Elliot Green

Personal information
- Date of birth: 5 October 1993 (age 32)
- Place of birth: Lincoln, England
- Height: 1.54 m (5 ft 1⁄2 in)
- Position: Defender

Youth career
- 0000–2012: Lincoln City

Senior career*
- Years: Team / Apps / (Gls)
- 2012–2013: Lincoln City / 0 / (0)
- 2012: → Eastwood Town (loan)
- 2012: → Stamford (loan)
- 2012: → Sheffield FC (loan)
- 2013: → Grantham Town (loan)
- 2014–2015: Ånge IF / 10 / (0)
- 2015: → Gällivare Malmbergets FF (loan) / 5 / (0)
- 2015: → Sollefteå GIF FF (loan) / 8 / (0)
- 2016: Whitecaps FC 2 / 11 / (0)
- 2016–2018: Guiseley / 10 / (0)
- 2018: → Alfreton Town (loan) / 3 / (0)
- 2019: Adelaide City / 9 / (0)

= Elliot Green =

English footballer

Elliot Green (born 5 October 1993) is an English footballer who plays as a defender for Adelaide City.

== Career ==
Green began his career at his local side Lincoln City in 2012, before spending time at various non-league sides in England.

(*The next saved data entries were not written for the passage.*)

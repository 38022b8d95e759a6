//! Application HTTP server
//!
//! Middleware stack, outermost first:
//!
//! | Layer | Purpose |
//! |-------|---------|
//! | `TraceLayer` | structured access log and request span |
//! | probe | [`Probe`] sees the final status, including recovered panics |
//! | `CompressionLayer` | gzip at the fastest level |
//! | `CatchPanicLayer` | a panicking handler becomes a JSON 500 |

use crate::constants::HTTP_COMPONENT;
use crate::http::probe::{Probe, observe_request};
use crate::http::serve::BackgroundServer;
use axum::Json;
use axum::Router;
use axum::http::StatusCode;
use axum::middleware;
use axum::response::{IntoResponse, Response};
use std::any::Any;
use std::net::SocketAddr;
use tower::ServiceBuilder;
use tower_http::CompressionLevel;
use tower_http::catch_panic::CatchPanicLayer;
use tower_http::compression::CompressionLayer;
use tower_http::trace::{DefaultMakeSpan, DefaultOnResponse, TraceLayer};
use tracing::{Dispatch, Level, error};
use wasabi_domain::error::Result;
use wasabi_domain::ports::{LifecycleManaged, ServiceState};
use wasabi_domain::value_objects::HttpConfig;

/// Wrap `routes` in the standard middleware stack
pub fn build_router<P: Probe>(routes: Router, probe: P) -> Router {
    routes.layer(
        ServiceBuilder::new()
            .layer(
                TraceLayer::new_for_http()
                    .make_span_with(DefaultMakeSpan::new().level(Level::INFO))
                    .on_response(DefaultOnResponse::new().level(Level::INFO)),
            )
            .layer(middleware::from_fn_with_state(probe, observe_request::<P>))
            .layer(CompressionLayer::new().quality(CompressionLevel::Fastest))
            .layer(CatchPanicLayer::custom(recover_panic)),
    )
}

fn recover_panic(panic: Box<dyn Any + Send + 'static>) -> Response {
    let detail = if let Some(s) = panic.downcast_ref::<String>() {
        s.clone()
    } else if let Some(s) = panic.downcast_ref::<&str>() {
        (*s).to_string()
    } else {
        "unknown panic".to_string()
    };
    error!(panic = %detail, "request handler panicked");

    (
        StatusCode::INTERNAL_SERVER_ERROR,
        Json(serde_json::json!({ "error": "internal server error" })),
    )
        .into_response()
}

/// The application HTTP server
///
/// Port 0 in the configuration selects the default port 9999.
#[derive(Debug)]
pub struct HttpServer {
    inner: BackgroundServer,
}

impl HttpServer {
    pub fn new<P: Probe>(config: &HttpConfig, probe: P, routes: Router, dispatch: Dispatch) -> Self {
        let router = build_router(routes, probe);
        Self {
            inner: BackgroundServer::new(HTTP_COMPONENT, config.bind_addr(), router, dispatch),
        }
    }

    /// Configured `host:port`
    pub fn addr(&self) -> &str {
        self.inner.addr()
    }

    /// Address actually bound, once started
    pub async fn local_addr(&self) -> Option<SocketAddr> {
        self.inner.local_addr().await
    }
}

#[async_trait::async_trait]
impl LifecycleManaged for HttpServer {
    fn name(&self) -> &str {
        self.inner.name()
    }

    fn state(&self) -> ServiceState {
        self.inner.state()
    }

    async fn start(&self) -> Result<()> {
        self.inner.start().await
    }

    async fn stop(&self) -> Result<()> {
        self.inner.stop().await
    }
}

He moved to Sweden in 2014 with Ånge IF, before moving to Gällivare Malmbergets FF and Sollefteå GIF FF in 2015. He signed with United Soccer League side Whitecaps FC 2 on 10 February 2016.

On 20 January 2019, Green joined NPL South Australia side Adelaide City.